//! Builder for executing external tool commands with timeout support.

use std::path::PathBuf;
use std::process::{ExitStatus, Stdio};
use std::time::Duration;

use tokio::process::Command;

/// Default command timeout: 5 minutes.
const DEFAULT_TIMEOUT: Duration = Duration::from_secs(300);

/// Lines of diagnostic output kept by [`stderr_excerpt`].
const EXCERPT_LINES: usize = 20;

/// Upper bound on the size of a diagnostic excerpt, in bytes.
const EXCERPT_MAX_BYTES: usize = 2000;

/// Keep the tail of a tool's diagnostic output: the last non-empty lines,
/// capped at a couple of kilobytes.
pub fn stderr_excerpt(stderr: &str) -> String {
    let lines: Vec<&str> = stderr
        .lines()
        .map(str::trim_end)
        .filter(|l| !l.is_empty())
        .collect();
    let start = lines.len().saturating_sub(EXCERPT_LINES);
    let joined = lines[start..].join("\n");

    if joined.len() <= EXCERPT_MAX_BYTES {
        return joined;
    }
    let mut cut = joined.len() - EXCERPT_MAX_BYTES;
    while !joined.is_char_boundary(cut) {
        cut += 1;
    }
    joined[cut..].to_string()
}

/// Output captured from a tool execution.
#[derive(Debug, Clone)]
pub struct ToolOutput {
    /// Process exit status.
    pub status: ExitStatus,
    /// Captured standard output (lossy UTF-8).
    pub stdout: String,
    /// Captured standard error (lossy UTF-8).
    pub stderr: String,
}

/// A builder for constructing and executing external tool invocations.
///
/// The child is spawned with `kill_on_drop`, so dropping the future returned
/// by [`execute`](ToolCommand::execute) (on timeout, or when a caller races
/// it against a cancellation token) terminates the process.
///
/// # Example
///
/// ```no_run
/// use cf_av::ToolCommand;
/// use std::path::PathBuf;
///
/// # async fn example() -> cf_core::Result<()> {
/// let output = ToolCommand::new(PathBuf::from("ffprobe"))
///     .arg("-v").arg("error")
///     .arg("-print_format").arg("json")
///     .arg("-show_format")
///     .arg("/path/to/video.webm")
///     .execute()
///     .await?;
/// println!("{}", output.stdout);
/// # Ok(())
/// # }
/// ```
#[derive(Debug, Clone)]
pub struct ToolCommand {
    program: PathBuf,
    args: Vec<String>,
    timeout: Duration,
}

impl ToolCommand {
    /// Create a new command for the given program path.
    pub fn new(program: PathBuf) -> Self {
        Self {
            program,
            args: Vec::new(),
            timeout: DEFAULT_TIMEOUT,
        }
    }

    /// Append a single argument.
    pub fn arg(&mut self, s: impl Into<String>) -> &mut Self {
        self.args.push(s.into());
        self
    }

    /// Append multiple arguments.
    pub fn args(&mut self, iter: impl IntoIterator<Item = impl Into<String>>) -> &mut Self {
        self.args.extend(iter.into_iter().map(Into::into));
        self
    }

    /// Set the maximum execution time.
    pub fn timeout(&mut self, d: Duration) -> &mut Self {
        self.timeout = d;
        self
    }

    /// The arguments collected so far.
    pub fn get_args(&self) -> &[String] {
        &self.args
    }

    fn program_name(&self) -> String {
        self.program
            .file_name()
            .map(|n| n.to_string_lossy().to_string())
            .unwrap_or_else(|| self.program.to_string_lossy().to_string())
    }

    /// Execute the command, capturing stdout and stderr.
    ///
    /// # Errors
    ///
    /// - [`cf_core::Error::ToolNotFound`] if the program does not exist.
    /// - [`cf_core::Error::Tool`] if spawning or waiting fails otherwise.
    /// - [`cf_core::Error::ToolExit`] if the process exits with a non-zero
    ///   status (carries the exit code and stderr).
    /// - [`cf_core::Error::Timeout`] if the process outlives the timeout; the
    ///   process is killed.
    pub async fn execute(&self) -> cf_core::Result<ToolOutput> {
        let program_name = self.program_name();

        let mut cmd = Command::new(&self.program);
        cmd.args(&self.args)
            .stdin(Stdio::null())
            .stdout(Stdio::piped())
            .stderr(Stdio::piped())
            .kill_on_drop(true);

        tracing::debug!("exec: {} {}", self.program.display(), self.args.join(" "));

        let child = cmd.spawn().map_err(|e| {
            if e.kind() == std::io::ErrorKind::NotFound {
                cf_core::Error::ToolNotFound {
                    tool: program_name.clone(),
                }
            } else {
                cf_core::Error::tool(&program_name, format!("failed to spawn: {e}"))
            }
        })?;

        // On timeout the wait future is dropped together with the child,
        // which kills the process.
        let result = tokio::time::timeout(self.timeout, child.wait_with_output()).await;

        match result {
            Ok(Ok(output)) => {
                let tool_output = ToolOutput {
                    status: output.status,
                    stdout: String::from_utf8_lossy(&output.stdout).to_string(),
                    stderr: String::from_utf8_lossy(&output.stderr).to_string(),
                };

                if !output.status.success() {
                    return Err(cf_core::Error::ToolExit {
                        tool: program_name,
                        exit_code: output.status.code(),
                        stderr: tool_output.stderr,
                    });
                }

                Ok(tool_output)
            }
            Ok(Err(e)) => Err(cf_core::Error::tool(
                program_name,
                format!("I/O error waiting for process: {e}"),
            )),
            Err(_elapsed) => Err(cf_core::Error::Timeout {
                tool: program_name,
                timeout: self.timeout,
            }),
        }
    }
}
▬▬▬
> What this task involves: Make a list of all lines in the data that contain "arguments".

> Task result:
    /// Append multiple arguments.
    /// The arguments collected so far.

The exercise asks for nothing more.